In 1970 I had never set foot in Montana, and my only connection with the place was through the eyes, lenses, and words of others. Having read the accounts of writers in such magazines as Sports Afield, Field and Stream and Outdoor Life my personal image of Montana was half truth and half legend. Montana was a place of wide open spaces, snow-capped mountains, and clear running streams. Big game wandered at will, and the crystal clear streams were filled with trout. It was the American Serengeti where elk, moose, antelope, and mule deer roamed. It was a place where cowboys still herded cattle across the endless plains; a paradise just waiting to be explored.
In 1971 I visited Montana for the first time on a whirlwind fishing trip with two other guys, each with their own personal vision of Montana. It was September, it was cold, the elk were bugling in Yellowstone National Park, and the trout were on the prowl. We fished Baetis to rising trout on Henry’s Fork, cast Trico imitations to gulpers on Hebgen Lake, slung Bitch-Creek Nymphs on the Madison, and spent a day in heaven on Nelson’s Spring Creek during the heaviest hatch of mayflies I had ever experienced. Despite my unrealistic expectations of Montana before I made that trip somehow Montana exceeded them.
Nearly 40 years have elapsed since the initial trip and I have been a resident of Montana for 36 years now. I arrived in Montana with a station wagon pulling a U-Haul trailer in January 1974, settled down in Livingston, and I have been there ever since. Except for brief sojourns to warmer climes during the winter months I have spent more than half my life there and have no intention of leaving anytime soon. However, the reality that is Montana has changed my understanding of what Montana really is all about.
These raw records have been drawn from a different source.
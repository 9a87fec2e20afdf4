//! HTML → Markdown serialization
//!
//!     The serializer walks the node model depth first. Children are converted before their
//!     parent, then the parent's replacement is chosen: the first matching rule of the
//!     serializer's [`RuleSet`], or the generic conversion (see [`generic`]) when nothing
//!     matches.
//!
//!     Replacements signal block boundaries with leading / trailing newlines. Joining two
//!     replacements collapses the newlines at the seam to at most a blank line, so rules never
//!     need to know what comes before or after them.
//!
//!     Whitespace follows the browser model: runs collapse to one space, and whitespace next to
//!     a block boundary disappears. Text inside `<pre>` is taken verbatim by the code rules.
//!
//!     Output conventions: ATX headings, `-` bullets, `**bold**`, `*italic*`, `---` rules and
//!     backtick fences. Bullet marker and fence character are configurable.

pub mod builtin;
pub mod escape;
pub mod generic;
pub mod rules;

pub use rules::{ConversionRule, FnRule, NodeContext, RuleSet};

use crate::dom::{self, Element, Node};
use once_cell::sync::Lazy;
use regex::Regex;

static WHITESPACE_RUN: Lazy<Regex> =
    Lazy::new(|| Regex::new(r"[ \t\r\n\x0C]+").expect("valid whitespace pattern"));

/// Serializer output knobs.
#[derive(Debug, Clone, PartialEq, Eq)]
pub struct SerializeOptions {
    /// Bullet for unordered list items: `-`, `*` or `+`.
    pub bullet_marker: char,
    /// Code fence character: `` ` `` or `~`.
    pub fence_char: char,
    /// Escape Markdown-significant characters in text nodes.
    pub escape_text: bool,
}

impl Default for SerializeOptions {
    fn default() -> Self {
        Self {
            bullet_marker: '-',
            fence_char: '`',
            escape_text: true,
        }
    }
}

/// Converts HTML (or an already parsed tree) to Markdown with a fixed rule set.
#[derive(Debug)]
pub struct MarkdownSerializer {
    rules: RuleSet,
    options: SerializeOptions,
}

impl Default for MarkdownSerializer {
    fn default() -> Self {
        Self::new(RuleSet::builtin(), SerializeOptions::default())
    }
}

impl MarkdownSerializer {
    pub fn new(rules: RuleSet, options: SerializeOptions) -> Self {
        Self { rules, options }
    }

    pub fn with_options(options: SerializeOptions) -> Self {
        Self::new(RuleSet::builtin(), options)
    }

    pub fn options(&self) -> &SerializeOptions {
        &self.options
    }

    pub fn rules(&self) -> &RuleSet {
        &self.rules
    }

    /// Serialize an HTML fragment. Deterministic for a given tree shape; never fails.
    pub fn serialize(&self, html: &str) -> String {
        let root = dom::parse_fragment(html);
        let markdown = self.serialize_element(&root);
        tracing::debug!(
            html_len = html.len(),
            markdown_len = markdown.len(),
            "serialized html to markdown"
        );
        markdown
    }

    /// Serialize the children of `root`.
    pub fn serialize_element(&self, root: &Element) -> String {
        finish(&self.convert_children(root))
    }

    /// Convert the children of `element` and join them. Rules use this to convert sub-trees
    /// (table cells, summaries) on their own.
    pub fn convert_children(&self, element: &Element) -> String {
        let mut output = String::new();
        for (index, child) in element.children.iter().enumerate() {
            let replacement = match child {
                Node::Element(child_el) => {
                    self.convert_element(&NodeContext::new(child_el, Some(element), index))
                }
                Node::Text(text) => self.convert_text(text, element, index),
                Node::Comment(_) => continue,
            };
            output = join(&output, &replacement);
        }
        output
    }

    fn convert_element(&self, ctx: &NodeContext<'_>) -> String {
        let content = self.convert_children(ctx.element);
        match self.rules.find(ctx) {
            Some(rule) => {
                tracing::trace!(rule = rule.name(), tag = %ctx.element.tag, "conversion rule");
                rule.replacement(&content, ctx, self)
            }
            None => generic::replacement(&content, ctx, self),
        }
    }

    fn convert_text(&self, text: &str, parent: &Element, index: usize) -> String {
        let collapsed = WHITESPACE_RUN.replace_all(text, " ");
        let prev = index.checked_sub(1).and_then(|i| parent.children.get(i));
        let next = parent.children.get(index + 1);
        let parent_is_block = dom::is_block(&parent.tag);

        let after_boundary = match prev {
            Some(node) => breaks_line(node),
            None => parent_is_block,
        };
        let before_boundary = match next {
            Some(node) => node.as_element().is_some_and(|el| dom::is_block(&el.tag)),
            None => parent_is_block,
        };

        let mut text: &str = &collapsed;
        if after_boundary {
            text = text.trim_start_matches(' ');
        }
        if before_boundary {
            text = text.trim_end_matches(' ');
        }
        if text.is_empty() {
            return String::new();
        }
        if self.options.escape_text {
            escape::escape_text(text)
        } else {
            text.to_string()
        }
    }
}

/// Whether `node` ends a line, so whitespace after it is insignificant.
fn breaks_line(node: &Node) -> bool {
    node.as_element()
        .is_some_and(|el| el.is("br") || dom::is_block(&el.tag))
}

/// Join two replacements, collapsing the newlines at the seam to at most two.
pub(crate) fn join(output: &str, replacement: &str) -> String {
    let head = output.trim_end_matches('\n');
    let tail = replacement.trim_start_matches('\n');
    let trailing = output.len() - head.len();
    let leading = replacement.len() - tail.len();

    let head = if leading > 0 {
        head.trim_end_matches([' ', '\t'])
    } else {
        head
    };
    let tail = if trailing > 0 || leading > 0 {
        tail.trim_start_matches([' ', '\t'])
    } else {
        tail
    };
    let separator = "\n".repeat(trailing.max(leading).min(2));
    format!("{head}{separator}{tail}")
}

/// Final cleanup: no leading or trailing blank space.
fn finish(markdown: &str) -> String {
    markdown
        .trim_start_matches(['\n', '\r', '\t'])
        .trim_end()
        .to_string()
}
The late Paul Harvey was fond of stating, “You can run but you can’t hide!” When I moved to Montana I soon came to realize that what made Montana “the last best place” was its isolation. In the early 70’s Montana was a long way from just about every place. The airports, even in the larger cities, offered only limited service. I remember arriving at the airport in Billings, Montana at 10:00 o’clock at night only to discover that it was closed! I had never been to an airport that closed, but in Billings [in the early 70’s] closed the terminal after the last flight arrived for the day. While I had planned on sleeping in the terminal until my flight left in the morning I had to find a motel for the night.
Much has changed in Montana in the last 40 years. My late wife and I used to drive down the Yellowstone valley in the evening and park on an overlook that allowed us to survey most of the valley. As darkness enveloped the valley you could count the number of lights that you could see on two hands. Most of the valley was totally encased in darkness once the sun disappeared behind the western horizon. If you park at that same spot today, as darkness descends, the valley comes alive with lights from Livingston to the north to Yankee Jim Canyon to the south. The lights flow down the valley floor and sweeps up the foothills; each light marking a new dwelling place that did not exist just a few years ago. Those lights mark a new reality, and the Montana that I knew just a few short years ago no longer exists.
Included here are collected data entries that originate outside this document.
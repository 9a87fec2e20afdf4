//! Markdown → HTML rendering
//!
//!     Rendering runs in a fixed order:
//!
//!     1. Source rewrites (see [`preprocess`]): `align="center"` blocks become inline
//!        `text-align` styles, and lines carrying a run of badges get a `badge-container`
//!        wrapper so the badges stay on one row.
//!     2. Base GFM conversion with `comrak`: tables, strikethrough, autolinks, task lists and
//!        hard breaks on single newlines. Raw HTML passes through untouched; the sanitizer
//!        is the XSS defense, not the Markdown parser.
//!     3. Tree passes (see [`postprocess`]): badge styling, centered-div spacing, external
//!        link hardening, code-block styling and alert tagging.
//!     4. Sanitization with the rendered policy. Never skipped.
//!
//!     A panic inside the base conversion, or a failure writing the tree back out, is
//!     reported as [`RenderDegraded`] carrying the original Markdown.

pub mod postprocess;
pub mod preprocess;

use crate::blocks::badge::DEFAULT_BADGE_MARKERS;
use crate::dom;
use crate::error::RenderDegraded;
use crate::sanitize::{sanitize, SanitizePolicy};
use comrak::{markdown_to_html, ComrakOptions};
use std::panic::{self, AssertUnwindSafe};

/// Inline styling for `<pre>` blocks.
#[derive(Debug, Clone, PartialEq, Eq)]
pub struct CodeBlockStyle {
    pub background: String,
    pub padding: String,
    pub border_radius: String,
}

impl Default for CodeBlockStyle {
    fn default() -> Self {
        Self {
            background: "#161b22".to_string(),
            padding: "16px".to_string(),
            border_radius: "6px".to_string(),
        }
    }
}

#[derive(Debug, Clone, PartialEq, Eq)]
pub struct RenderOptions {
    /// Treat single newlines as hard breaks.
    pub hard_breaks: bool,
    /// Add `target="_blank" rel="noopener noreferrer"` to `http(s)` links.
    pub external_links_new_tab: bool,
    /// Substrings marking an image as a badge.
    pub badge_markers: Vec<String>,
    pub code_block: CodeBlockStyle,
}

impl Default for RenderOptions {
    fn default() -> Self {
        Self {
            hard_breaks: true,
            external_links_new_tab: true,
            badge_markers: DEFAULT_BADGE_MARKERS.iter().map(|m| m.to_string()).collect(),
            code_block: CodeBlockStyle::default(),
        }
    }
}

/// Markdown renderer with fixed options and the rendered sanitize policy.
#[derive(Debug, Clone)]
pub struct Renderer {
    options: RenderOptions,
    policy: SanitizePolicy,
}

impl Default for Renderer {
    fn default() -> Self {
        Self::new(RenderOptions::default())
    }
}

impl Renderer {
    pub fn new(options: RenderOptions) -> Self {
        Self {
            options,
            policy: SanitizePolicy::rendered(),
        }
    }

    pub fn options(&self) -> &RenderOptions {
        &self.options
    }

    pub fn policy(&self) -> &SanitizePolicy {
        &self.policy
    }

    /// Render Markdown to sanitized HTML.
    pub fn render(&self, markdown: &str) -> Result<String, RenderDegraded> {
        let source = preprocess::center_aligned_blocks(markdown);
        let source = preprocess::wrap_badge_runs(&source, &self.options.badge_markers);
        tracing::debug!(len = source.len(), "preprocessed markdown");

        let comrak_options = self.comrak_options();
        let html = panic::catch_unwind(AssertUnwindSafe(|| {
            markdown_to_html(&source, &comrak_options)
        }))
        .map_err(|payload| RenderDegraded::new(markdown, panic_reason(payload.as_ref())))?;

        let mut root = dom::parse_fragment(&html);
        postprocess::apply(&mut root, &self.options);
        let html = dom::to_html(&root).map_err(|e| RenderDegraded::new(markdown, e.to_string()))?;

        let clean = sanitize(&html, &self.policy);
        tracing::debug!(
            markdown_len = markdown.len(),
            html_len = clean.len(),
            "rendered markdown"
        );
        Ok(clean)
    }

    /// Total variant of [`Renderer::render`]: on failure the original Markdown is returned.
    pub fn render_markdown(&self, markdown: &str) -> String {
        match self.render(markdown) {
            Ok(html) => html,
            Err(degraded) => {
                tracing::warn!(reason = %degraded.reason, "markdown rendering degraded");
                degraded.into_original()
            }
        }
    }

    fn comrak_options(&self) -> ComrakOptions<'static> {
        let mut options = ComrakOptions::default();
        options.extension.table = true;
        options.extension.strikethrough = true;
        options.extension.autolink = true;
        options.extension.tasklist = true;
        options.render.hardbreaks = self.options.hard_breaks;
        options.render.unsafe_ = true;
        options
    }
}

fn panic_reason(payload: &(dyn std::any::Any + Send)) -> String {
    if let Some(message) = payload.downcast_ref::<&str>() {
        message.to_string()
    } else if let Some(message) = payload.downcast_ref::<String>() {
        message.clone()
    } else {
        "markdown conversion panicked".to_string()
    }
}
Ted Leeson recently wrote a book entitled “Inventing Montana.” Part of his conclusion about Montana was that Montana is more of a state of mind than it is an actual place. To some extent I believe he is correct. Montana is that place that exists in our mind, a place where “the deer and the antelope play,” a place of uncluttered vistas, and where trout mostly die from old age without ever seeing an angler. While it’s possible to still find the ‘uncluttered vistas’ [think eastern Montana] trout that have never seen an angler are as scarce as hen’s teeth!
25 years ago if you found a couple cars at an access point along the Yellowstone it was crowded. Today you need to take a number just to launch your boat, and at the more popular access points if you don’t get there early you may not be able to find a place to park. I fished the Yellowstone during the winter during the 70’s and early 80’s. It was rare to find another angler on the river, especially a fly fisher. I had a canoe and I would float the river on warm days, and I never saw another boat during those years. Today there are more floaters on the river during the winter, especially on a sunny day, than you would have found during the summer season just a few years ago.
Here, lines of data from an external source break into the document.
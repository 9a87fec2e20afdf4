//! Shared configuration loader for the readme-babel toolchain.
//!
//! `defaults/readme.default.toml` is embedded into every binary so that docs and
//! runtime behavior stay in sync. Applications layer user-specific files on top
//! of those defaults via [`Loader`] before deserializing into [`ReadmeConfig`].

use config::builder::DefaultState;
use config::{Config, ConfigBuilder, ConfigError, File, FileFormat, ValueKind};
use readme_babel::{
    CodeBlockStyle, ImportOptions, PasteOptions, Pipeline, PipelineOptions, RenderOptions,
    SerializeOptions,
};
use serde::Deserialize;
use std::path::Path;

const DEFAULT_TOML: &str = include_str!("../defaults/readme.default.toml");

const BULLET_MARKERS: &[char] = &['-', '*', '+'];
const FENCE_CHARS: &[char] = &['`', '~'];

/// Top-level configuration consumed by readme-babel applications.
#[derive(Debug, Clone, Deserialize)]
pub struct ReadmeConfig {
    pub render: RenderConfig,
    pub serialize: SerializeConfig,
    pub paste: PasteConfig,
    pub import: ImportConfig,
}

impl ReadmeConfig {
    pub fn pipeline_options(&self) -> PipelineOptions {
        PipelineOptions {
            render: (&self.render).into(),
            serialize: (&self.serialize).into(),
            paste: (&self.paste).into(),
            import: (&self.import).into(),
        }
    }

    /// Build a pipeline from this configuration.
    pub fn pipeline(&self) -> Pipeline {
        Pipeline::new(self.pipeline_options())
    }

    fn validate(self) -> Result<Self, ConfigError> {
        if !BULLET_MARKERS.contains(&self.serialize.bullet_marker) {
            return Err(ConfigError::Message(format!(
                "serialize.bullet_marker must be one of -, * or +, got {:?}",
                self.serialize.bullet_marker
            )));
        }
        if !FENCE_CHARS.contains(&self.serialize.fence) {
            return Err(ConfigError::Message(format!(
                "serialize.fence must be ` or ~, got {:?}",
                self.serialize.fence
            )));
        }
        Ok(self)
    }
}

/// Markdown → HTML rendering knobs.
#[derive(Debug, Clone, Deserialize)]
pub struct RenderConfig {
    pub hard_breaks: bool,
    pub external_links_new_tab: bool,
    pub badge_markers: Vec<String>,
    pub code_block: CodeBlockConfig,
}

#[derive(Debug, Clone, Deserialize)]
pub struct CodeBlockConfig {
    pub background: String,
    pub padding: String,
    pub border_radius: String,
}

impl From<&CodeBlockConfig> for CodeBlockStyle {
    fn from(config: &CodeBlockConfig) -> Self {
        CodeBlockStyle {
            background: config.background.clone(),
            padding: config.padding.clone(),
            border_radius: config.border_radius.clone(),
        }
    }
}

impl From<&RenderConfig> for RenderOptions {
    fn from(config: &RenderConfig) -> Self {
        RenderOptions {
            hard_breaks: config.hard_breaks,
            external_links_new_tab: config.external_links_new_tab,
            badge_markers: config.badge_markers.clone(),
            code_block: (&config.code_block).into(),
        }
    }
}

/// HTML → Markdown output style.
#[derive(Debug, Clone, Deserialize)]
pub struct SerializeConfig {
    pub bullet_marker: char,
    pub fence: char,
    pub escape_text: bool,
}

impl From<&SerializeConfig> for SerializeOptions {
    fn from(config: &SerializeConfig) -> Self {
        SerializeOptions {
            bullet_marker: config.bullet_marker,
            fence_char: config.fence,
            escape_text: config.escape_text,
        }
    }
}

#[derive(Debug, Clone, Deserialize)]
pub struct PasteConfig {
    pub prefer_plain_text: bool,
}

impl From<&PasteConfig> for PasteOptions {
    fn from(config: &PasteConfig) -> Self {
        PasteOptions {
            prefer_plain_text: config.prefer_plain_text,
        }
    }
}

#[derive(Debug, Clone, Deserialize)]
pub struct ImportConfig {
    pub detect_markdown_in_html: bool,
}

impl From<&ImportConfig> for ImportOptions {
    fn from(config: &ImportConfig) -> Self {
        ImportOptions {
            detect_markdown_in_html: config.detect_markdown_in_html,
        }
    }
}

/// Helper for layering user overrides over the built-in defaults.
#[derive(Debug, Clone)]
pub struct Loader {
    builder: ConfigBuilder<DefaultState>,
}

impl Loader {
    /// Start a loader seeded with the embedded defaults.
    pub fn new() -> Self {
        let builder = Config::builder().add_source(File::from_str(DEFAULT_TOML, FileFormat::Toml));
        Self { builder }
    }

    /// Layer a configuration file. Missing files trigger an error.
    pub fn with_file(mut self, path: impl AsRef<Path>) -> Self {
        let source = File::from(path.as_ref())
            .format(FileFormat::Toml)
            .required(true);
        self.builder = self.builder.add_source(source);
        self
    }

    /// Layer an optional configuration file (ignored if the file is absent).
    pub fn with_optional_file(mut self, path: impl AsRef<Path>) -> Self {
        let source = File::from(path.as_ref())
            .format(FileFormat::Toml)
            .required(false);
        self.builder = self.builder.add_source(source);
        self
    }

    /// Apply a single key/value override (useful for CLI settings).
    pub fn set_override<I>(mut self, key: &str, value: I) -> Result<Self, ConfigError>
    where
        I: Into<ValueKind>,
    {
        self.builder = self.builder.set_override(key, value)?;
        Ok(self)
    }

    /// Finalize the builder, deserialize and validate the resulting configuration.
    pub fn build(self) -> Result<ReadmeConfig, ConfigError> {
        self.builder
            .build()?
            .try_deserialize::<ReadmeConfig>()?
            .validate()
    }
}

impl Default for Loader {
    fn default() -> Self {
        Self::new()
    }
}

/// Convenience helper for callers that only need the defaults.
pub fn load_defaults() -> Result<ReadmeConfig, ConfigError> {
    Loader::new().build()
}

#[cfg(test)]
mod tests {
    use super::*;
    use std::io::Write;

    #[test]
    fn loads_default_config() {
        let config = load_defaults().expect("defaults to deserialize");
        assert!(config.render.hard_breaks);
        assert_eq!(config.render.badge_markers.len(), 3);
        assert_eq!(config.serialize.bullet_marker, '-');
        assert!(config.paste.prefer_plain_text);
        assert!(config.import.detect_markdown_in_html);
    }

    #[test]
    fn defaults_match_library_defaults() {
        let config = load_defaults().expect("defaults to deserialize");
        assert_eq!(config.pipeline_options(), PipelineOptions::default());
    }

    #[test]
    fn supports_overrides() {
        let config = Loader::new()
            .set_override("serialize.bullet_marker", "*")
            .expect("override to apply")
            .set_override("render.external_links_new_tab", false)
            .expect("override to apply")
            .build()
            .expect("config to build");
        let options = config.pipeline_options();
        assert_eq!(options.serialize.bullet_marker, '*');
        assert!(!options.render.external_links_new_tab);
    }

    #[test]
    fn rejects_unknown_bullet_marker() {
        let err = Loader::new()
            .set_override("serialize.bullet_marker", "x")
            .expect("override to apply")
            .build()
            .unwrap_err();
        assert!(err.to_string().contains("bullet_marker"));
    }

    #[test]
    fn layers_files_over_defaults() {
        let mut file = tempfile::Builder::new()
            .suffix(".toml")
            .tempfile()
            .expect("temp file");
        writeln!(file, "[render.code_block]\nbackground = \"#ffffff\"").expect("write config");

        let config = Loader::new()
            .with_file(file.path())
            .build()
            .expect("config to build");
        assert_eq!(config.render.code_block.background, "#ffffff");
        assert_eq!(config.render.code_block.padding, "16px");
    }

    #[test]
    fn missing_optional_file_is_ignored() {
        let config = Loader::new()
            .with_optional_file("/nonexistent/readme.toml")
            .build()
            .expect("config to build");
        assert!(config.render.hard_breaks);
    }

    #[test]
    fn pipeline_uses_config() {
        let config = Loader::new()
            .set_override("serialize.bullet_marker", "+")
            .expect("override to apply")
            .build()
            .expect("config to build");
        let pipeline = config.pipeline();
        assert_eq!(pipeline.serialize("<ul><li>a</li></ul>"), "+ a");
    }
}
If you’re thinking that it’s possible to escape crowds on smaller streams think again. Flowing in from the north the Shields River joins the Yellowstone just east of Livingston. The Shields is a small freestone stream that is heavily dewatered for irrigation purposes, most of the river is less than 10 yards wide, and much of it runs through private lands. Parts of it can be floated with a canoe or pontoon boat, especially when the water is higher during runoff; but it is mostly a wading stream. Access is limited, unless you know the landowner, and for years the only people that fished the Shields were locals, mostly bait fishermen. Today, wherever the stream crosses the road, on any given day of the week you will find a car or two. During the summer many of these vehicles have out-of-state plates. “You can run but you can’t hide.”